* **Exercise objective**
An exact reprint of all the records is the expected answer.

* **Source data**
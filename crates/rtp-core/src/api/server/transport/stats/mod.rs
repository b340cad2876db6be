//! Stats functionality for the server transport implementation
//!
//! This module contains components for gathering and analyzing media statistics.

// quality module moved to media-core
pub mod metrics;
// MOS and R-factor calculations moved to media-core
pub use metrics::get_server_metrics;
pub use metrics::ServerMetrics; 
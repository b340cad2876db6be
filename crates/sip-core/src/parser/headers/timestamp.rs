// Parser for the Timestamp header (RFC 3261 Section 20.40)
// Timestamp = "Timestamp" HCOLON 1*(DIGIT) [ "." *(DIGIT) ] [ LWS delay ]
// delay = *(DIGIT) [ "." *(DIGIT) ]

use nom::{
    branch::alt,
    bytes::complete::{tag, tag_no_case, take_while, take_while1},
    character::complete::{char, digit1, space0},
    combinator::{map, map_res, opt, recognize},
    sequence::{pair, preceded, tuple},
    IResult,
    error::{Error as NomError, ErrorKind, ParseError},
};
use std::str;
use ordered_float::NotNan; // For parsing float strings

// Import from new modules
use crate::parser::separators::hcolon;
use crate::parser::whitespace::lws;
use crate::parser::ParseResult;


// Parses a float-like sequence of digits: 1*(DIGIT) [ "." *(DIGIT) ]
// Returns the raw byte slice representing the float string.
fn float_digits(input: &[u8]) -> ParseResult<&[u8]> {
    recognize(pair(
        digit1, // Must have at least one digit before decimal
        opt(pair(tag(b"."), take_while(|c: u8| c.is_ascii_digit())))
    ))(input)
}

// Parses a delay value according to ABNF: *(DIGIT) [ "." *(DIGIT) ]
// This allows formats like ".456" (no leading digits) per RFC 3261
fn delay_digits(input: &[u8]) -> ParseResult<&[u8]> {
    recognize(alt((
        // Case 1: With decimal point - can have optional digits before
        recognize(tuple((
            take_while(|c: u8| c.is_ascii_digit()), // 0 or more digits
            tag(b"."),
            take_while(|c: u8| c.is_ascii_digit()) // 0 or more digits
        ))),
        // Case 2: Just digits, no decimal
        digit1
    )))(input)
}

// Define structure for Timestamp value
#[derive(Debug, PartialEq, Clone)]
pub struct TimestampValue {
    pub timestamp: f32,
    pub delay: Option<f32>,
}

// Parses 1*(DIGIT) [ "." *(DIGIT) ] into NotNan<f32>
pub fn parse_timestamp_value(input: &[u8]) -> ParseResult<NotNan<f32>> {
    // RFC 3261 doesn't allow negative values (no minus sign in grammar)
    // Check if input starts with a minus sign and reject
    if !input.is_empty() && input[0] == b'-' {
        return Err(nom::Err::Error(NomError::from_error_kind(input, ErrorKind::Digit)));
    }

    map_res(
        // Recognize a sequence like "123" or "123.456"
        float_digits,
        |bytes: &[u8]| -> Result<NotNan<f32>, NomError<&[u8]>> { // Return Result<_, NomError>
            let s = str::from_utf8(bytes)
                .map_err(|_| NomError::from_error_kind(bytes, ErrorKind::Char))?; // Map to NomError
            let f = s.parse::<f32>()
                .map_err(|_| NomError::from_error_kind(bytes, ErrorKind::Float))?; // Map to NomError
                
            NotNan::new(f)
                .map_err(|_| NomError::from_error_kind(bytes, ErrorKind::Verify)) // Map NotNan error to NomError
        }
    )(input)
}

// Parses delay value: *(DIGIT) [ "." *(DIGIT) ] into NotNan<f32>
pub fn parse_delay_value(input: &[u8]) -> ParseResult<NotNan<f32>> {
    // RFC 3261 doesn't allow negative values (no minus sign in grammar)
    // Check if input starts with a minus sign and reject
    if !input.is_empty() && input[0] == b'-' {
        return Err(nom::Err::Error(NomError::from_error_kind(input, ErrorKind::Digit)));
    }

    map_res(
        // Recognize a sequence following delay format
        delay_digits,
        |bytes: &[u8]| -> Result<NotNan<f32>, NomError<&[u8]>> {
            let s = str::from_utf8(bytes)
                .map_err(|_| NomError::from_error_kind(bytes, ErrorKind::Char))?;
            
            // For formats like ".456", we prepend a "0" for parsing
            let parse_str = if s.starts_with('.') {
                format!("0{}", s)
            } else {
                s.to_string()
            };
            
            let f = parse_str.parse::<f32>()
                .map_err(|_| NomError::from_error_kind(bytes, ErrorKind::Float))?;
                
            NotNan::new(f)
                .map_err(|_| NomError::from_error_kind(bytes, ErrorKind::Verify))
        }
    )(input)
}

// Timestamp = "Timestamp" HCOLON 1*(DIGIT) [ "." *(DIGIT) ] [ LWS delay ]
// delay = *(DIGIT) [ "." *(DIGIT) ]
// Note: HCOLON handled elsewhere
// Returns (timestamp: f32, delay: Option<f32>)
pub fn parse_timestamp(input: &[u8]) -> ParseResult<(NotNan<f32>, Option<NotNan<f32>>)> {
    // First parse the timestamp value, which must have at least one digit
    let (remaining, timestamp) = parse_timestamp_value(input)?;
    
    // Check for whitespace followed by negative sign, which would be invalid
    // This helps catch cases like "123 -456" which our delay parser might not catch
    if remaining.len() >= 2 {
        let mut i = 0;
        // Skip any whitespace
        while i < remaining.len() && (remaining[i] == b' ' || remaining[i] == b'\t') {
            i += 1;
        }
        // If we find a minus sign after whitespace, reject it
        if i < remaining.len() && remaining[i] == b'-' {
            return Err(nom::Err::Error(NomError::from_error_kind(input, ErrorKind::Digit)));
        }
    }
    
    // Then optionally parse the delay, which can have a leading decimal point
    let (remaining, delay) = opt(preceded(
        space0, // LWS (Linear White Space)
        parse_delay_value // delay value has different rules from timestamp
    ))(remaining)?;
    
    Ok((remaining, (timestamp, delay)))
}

* **Answer**
filename crates/rtp-core/src/api/server/transport/stats/mod.rs
repository b340cad2876db6be
//! Stats functionality for the server transport implementation
//!
//! This module contains components for gathering and analyzing media statistics.

// quality module moved to media-core
pub mod metrics;
// MOS and R-factor calculations moved to media-core
pub use metrics::get_server_metrics;
pub use metrics::ServerMetrics; 
repository b340cad2876db6be
filename crates/sip-core/src/parser/headers/timestamp.rs
// Parser for the Timestamp header (RFC 3261 Section 20.40)
// Timestamp = "Timestamp" HCOLON 1*(DIGIT) [ "." *(DIGIT) ] [ LWS delay ]
// delay = *(DIGIT) [ "." *(DIGIT) ]

use nom::{
    branch::alt,
    bytes::complete::{tag, tag_no_case, take_while, take_while1},
    character::complete::{char, digit1, space0},
    combinator::{map, map_res, opt, recognize},
    sequence::{pair, preceded, tuple},
    IResult,
    error::{Error as NomError, ErrorKind, ParseError},
};
use std::str;
use ordered_float::NotNan; // For parsing float strings

// Import from new modules
use crate::parser::separators::hcolon;
use crate::parser::whitespace::lws;
use crate::parser::ParseResult;


// Parses a float-like sequence of digits: 1*(DIGIT) [ "." *(DIGIT) ]
// Returns the raw byte slice representing the float string.
fn float_digits(input: &[u8]) -> ParseResult<&[u8]> {
    recognize(pair(
        digit1, // Must have at least one digit before decimal
        opt(pair(tag(b"."), take_while(|c: u8| c.is_ascii_digit())))
    ))(input)
}

// Parses a delay value according to ABNF: *(DIGIT) [ "." *(DIGIT) ]
// This allows formats like ".456" (no leading digits) per RFC 3261
fn delay_digits(input: &[u8]) -> ParseResult<&[u8]> {
    recognize(alt((
        // Case 1: With decimal point - can have optional digits before
        recognize(tuple((
            take_while(|c: u8| c.is_ascii_digit()), // 0 or more digits
            tag(b"."),
            take_while(|c: u8| c.is_ascii_digit()) // 0 or more digits
        ))),
        // Case 2: Just digits, no decimal
        digit1
    )))(input)
}

// Define structure for Timestamp value
#[derive(Debug, PartialEq, Clone)]
pub struct TimestampValue {
    pub timestamp: f32,
    pub delay: Option<f32>,
}

// Parses 1*(DIGIT) [ "." *(DIGIT) ] into NotNan<f32>
pub fn parse_timestamp_value(input: &[u8]) -> ParseResult<NotNan<f32>> {
    // RFC 3261 doesn't allow negative values (no minus sign in grammar)
    // Check if input starts with a minus sign and reject
    if !input.is_empty() && input[0] == b'-' {
        return Err(nom::Err::Error(NomError::from_error_kind(input, ErrorKind::Digit)));
    }

    map_res(
        // Recognize a sequence like "123" or "123.456"
        float_digits,
        |bytes: &[u8]| -> Result<NotNan<f32>, NomError<&[u8]>> { // Return Result<_, NomError>
            let s = str::from_utf8(bytes)
                .map_err(|_| NomError::from_error_kind(bytes, ErrorKind::Char))?; // Map to NomError
            let f = s.parse::<f32>()
                .map_err(|_| NomError::from_error_kind(bytes, ErrorKind::Float))?; // Map to NomError
                
            NotNan::new(f)
                .map_err(|_| NomError::from_error_kind(bytes, ErrorKind::Verify)) // Map NotNan error to NomError
        }
    )(input)
}

// Parses delay value: *(DIGIT) [ "." *(DIGIT) ] into NotNan<f32>
pub fn parse_delay_value(input: &[u8]) -> ParseResult<NotNan<f32>> {
    // RFC 3261 doesn't allow negative values (no minus sign in grammar)
    // Check if input starts with a minus sign and reject
    if !input.is_empty() && input[0] == b'-' {
        return Err(nom::Err::Error(NomError::from_error_kind(input, ErrorKind::Digit)));
    }

    map_res(
        // Recognize a sequence following delay format
        delay_digits,
        |bytes: &[u8]| -> Result<NotNan<f32>, NomError<&[u8]>> {
            let s = str::from_utf8(bytes)
                .map_err(|_| NomError::from_error_kind(bytes, ErrorKind::Char))?;
            
            // For formats like ".456", we prepend a "0" for parsing
            let parse_str = if s.starts_with('.') {
                format!("0{}", s)
            } else {
                s.to_string()
            };
            
            let f = parse_str.parse::<f32>()
                .map_err(|_| NomError::from_error_kind(bytes, ErrorKind::Float))?;
                
            NotNan::new(f)
                .map_err(|_| NomError::from_error_kind(bytes, ErrorKind::Verify))
        }
    )(input)
}

// Timestamp = "Timestamp" HCOLON 1*(DIGIT) [ "." *(DIGIT) ] [ LWS delay ]
// delay = *(DIGIT) [ "." *(DIGIT) ]
// Note: HCOLON handled elsewhere
// Returns (timestamp: f32, delay: Option<f32>)
pub fn parse_timestamp(input: &[u8]) -> ParseResult<(NotNan<f32>, Option<NotNan<f32>>)> {
    // First parse the timestamp value, which must have at least one digit
    let (remaining, timestamp) = parse_timestamp_value(input)?;
    
    // Check for whitespace followed by negative sign, which would be invalid
    // This helps catch cases like "123 -456" which our delay parser might not catch
    if remaining.len() >= 2 {
        let mut i = 0;
        // Skip any whitespace
        while i < remaining.len() && (remaining[i] == b' ' || remaining[i] == b'\t') {
            i += 1;
        }
        // If we find a minus sign after whitespace, reject it
        if i < remaining.len() && remaining[i] == b'-' {
            return Err(nom::Err::Error(NomError::from_error_kind(input, ErrorKind::Digit)));
        }
    }
    
    // Then optionally parse the delay, which can have a leading decimal point
    let (remaining, delay) = opt(preceded(
        space0, // LWS (Linear White Space)
        parse_delay_value // delay value has different rules from timestamp
    ))(remaining)?;
    
    Ok((remaining, (timestamp, delay)))
}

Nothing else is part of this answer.